Sembra la trama di un film, ma è la verità e a raccontarla alla stampa è Raphael de Palo, 28 anni, titolare de La Ferme Médicale, un’azienda agricola nel sud della Gironda che coltiva la canapa e che con la start-up che dà il nome al prodotto ha lanciato il vino.

 

Il vino alla cannabis a Bordeaux non s’ha da fare, ma è stato fatto. La start-up Burdi W. lo lancia, ma il produttore che il Petit Verdot ce lo mette vuole rimanere anonimo!

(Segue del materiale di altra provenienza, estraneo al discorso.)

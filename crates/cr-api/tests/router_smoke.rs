use axum::{body::Body, http::Request, http::StatusCode};
use http_body_util::BodyExt;
use serde_json::Value;
use tower::ServiceExt;

#[tokio::test]
async fn livez_healthy_and_catalog_listed() {
    let app = cr_api::create_router(cr_api::test_state());

    let livez_response = app
        .clone()
        .oneshot(
            Request::builder()
                .uri("/livez")
                .body(Body::empty())
                .unwrap(),
        )
        .await
        .unwrap();

    assert_eq!(livez_response.status(), StatusCode::OK);
    assert!(livez_response.headers().contains_key("x-request-id"));

    let careers = app
        .oneshot(
            Request::builder()
                .uri("/api/careers")
                .body(Body::empty())
                .unwrap(),
        )
        .await
        .unwrap();

    assert_eq!(careers.status(), StatusCode::OK);
    let bytes = careers.into_body().collect().await.unwrap().to_bytes();
    let json: Value = serde_json::from_slice(&bytes).unwrap();
    assert_eq!(json.as_array().map(Vec::len), Some(5));
}

#[tokio::test]
async fn unknown_route_is_not_found() {
    let app = cr_api::create_router(cr_api::test_state());

    let response = app
        .oneshot(
            Request::builder()
                .uri("/api/nothing-here")
                .body(Body::empty())
                .unwrap(),
        )
        .await
        .unwrap();

    assert_eq!(response.status(), StatusCode::NOT_FOUND);
}

#[tokio::test]
async fn question_banks_are_served() {
    let app = cr_api::create_router(cr_api::test_state());

    for (uri, key) in [
        ("/api/questions/mbti", "mbti_questions"),
        ("/api/questions/multiple-intelligence", "mi_questions"),
    ] {
        let response = app
            .clone()
            .oneshot(Request::builder().uri(uri).body(Body::empty()).unwrap())
            .await
            .unwrap();

        assert_eq!(response.status(), StatusCode::OK, "{uri}");
        let bytes = response.into_body().collect().await.unwrap().to_bytes();
        let json: Value = serde_json::from_slice(&bytes).unwrap();
        assert_eq!(json[key].as_array().map(Vec::len), Some(16), "{uri}");
    }
}
use super::CareerRecord;

/// Built-in catalog used when no catalog file is configured.
pub fn default_careers() -> Vec<CareerRecord> {
    vec![
        CareerRecord::new(
            "Ingeniería en Biotecnología",
            "Tec de Monterrey",
            "Carrera que combina biología y tecnología para el desarrollo de soluciones en salud, alimentos y medio ambiente.",
            "Querétaro",
        ),
        CareerRecord::new(
            "Ciencia de Datos",
            "UNAM",
            "Carrera enfocada en el análisis de grandes volúmenes de datos, aprendizaje automático y estadística aplicada.",
            "Ciudad de México",
        ),
        CareerRecord::new(
            "Ingeniería Mecatrónica",
            "IPN",
            "Combina mecánica, electrónica, control y programación para crear sistemas robotizados y automatizados.",
            "Ciudad de México",
        ),
        CareerRecord::new(
            "Diseño UX",
            "IBERO",
            "Enfocada en crear experiencias digitales centradas en el usuario, combinando diseño e investigación.",
            "Ciudad de México",
        ),
        CareerRecord::new(
            "Ingeniería Ambiental",
            "UAEM",
            "Carrera enfocada en el desarrollo de soluciones para problemas ambientales y sustentabilidad.",
            "Toluca",
        ),
    ]
}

Il dibattito è aperto al di là dell’ironia che può far scaturire. Sul fatto che lo si chiami “vino” problemi ce ne sono eccome. Ma questo prodotto prodotto su base di Petit Verdot e lanciato dalla start-up Burdi W. a Bordeaux sta diventando un vero e proprio caso. E in un certo senso anche un mistero che, a dirla tutta, ha quel retrogusto di marketing vista la volontà dell’azienda produttrice di restare nell’anonimato. Burdi W., lo chiariamo, è anche il nome del primo vino alla cannabis francese nato in uno dei territori che è il cuore della grande enologia mondiale.

A quanto riferisce Rolling Pin, e non solo, i produttori da queste parti nel nuovo prodotto ci vedono quasi una blasfemia. Insomma, non importa se questa bevanda (ribadiamolo visto che, come viene sottolineato, il vino, in questo caso il Petit Verdot, è solo la base del prodotto) esiste nel resto del mondo già da qualche anno. Produrla qui non è ritenuto  accettabile. Sottolineiamo anche questo: non è illegale. Parliamo sempre di cannabis depotenziata. Ma niente da fare. Lo scandalo è servito.

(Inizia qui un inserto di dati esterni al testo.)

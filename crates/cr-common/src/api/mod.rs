//! Wire types shared by the HTTP service and the trainer CLI.
//!
//! Field names follow the JSON contract used by existing clients
//! (`MBTI_code`, `MI_scores`, Spanish career fields).

pub mod profile;
pub mod recommendation;

pub use profile::{
    MbtiResult, MiResult, ProfileAnswersRequest, ProfileRequest, ProfileResponse,
};
pub use recommendation::{
    AnalysisRequest, AnalysisResponse, CompareResponse, RecommendationQuery,
    RecommendationResponse, StrategyOutcome,
};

L’azienda produttrice, dunque, ha fatto sapere, tramite il portavoce della start-up che mantenere l’anonimato è una questione anche economica: si temono ripercussioni anche in questo senso. E in effetti, ricorda l’articolo, nel 2015 parte dei vigneti dell’enologo Loic Pasquet, andarono distrutti a seguito di atti dimostrativi.

 

Vino alla cannabis a Bordeaux? I produttori saranno anche sul piede di guerra ma era noto già prima di Cristo e online, in 48 ore, ha venduto già oltre 300 bottiglie!

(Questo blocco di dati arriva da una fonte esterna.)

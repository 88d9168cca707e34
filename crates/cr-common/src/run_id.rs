//! Identifiers for training runs and process instances.
//!
//! The process id is generated once and shared by every model trained in the
//! same process; each training run additionally gets its own ULID so persisted
//! models can be traced back to the run that produced them.

use once_cell::sync::Lazy;
use ulid::Ulid;

static PROCESS_RUN_ID: Lazy<String> = Lazy::new(|| Ulid::new().to_string());

/// Returns the process-level run ID (stable for the process lifetime).
#[inline]
pub fn process() -> &'static str {
    &PROCESS_RUN_ID
}

/// Generates a fresh, time-ordered ULID for a single training run.
#[inline]
pub fn generate() -> String {
    Ulid::new().to_string()
}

Ph: l’immagine di Burdi W pubblicata su KissKissBankBank

Che faccia storcere o meno il naso, che lo si beva confessandolo o magari dicendo di odiarlo e nascondendolo in fondo alla dispensa, Rolling Pin ci erudisce anche su altro. Il vino alla canapa, a quanto pare, esisteva già prima di Cristo. Una prova (o forse più un indizio) è stata trovata nel 2015 durante gli scavi di Clermont-Ferrand quando è stato rinvenuto un contenitore con tracce di vino misto a canapa risalente al II secolo a.C.. All’epoca in effetti era uso mescolare vini con erbe e acqua di mare: duravano di più. Ringraziamo quindi la tecnologia.

E’ dunque ai Galli che ha detto di essersi ispirato Raphael de Pablo che nel 2018 ha iniziato questa avventura oggi imbottigliata. “E’ stato difficile trovare un buon mix di terpeni del vino e terpeni della cannabis che spesso oscurano il gusto”, ha dichiarato ai media. Sarà pure una guerra del vino-non vino e si potrà storcere il naso quanto si vuole, ma in fondo così non si fa altro che dare un assist a questo nuovo discusso prodotto. La prova? Non siamo andati a scavare in nessun antico sito per scoprirla. Bastano i numeri: in 48 ore sulla piattaforma di crowfunding Kisskissbankbank sono state vendute più di 300 bottiglie.

Diciamolo… dà proprio alla testa nonostante l’assenza di Thc!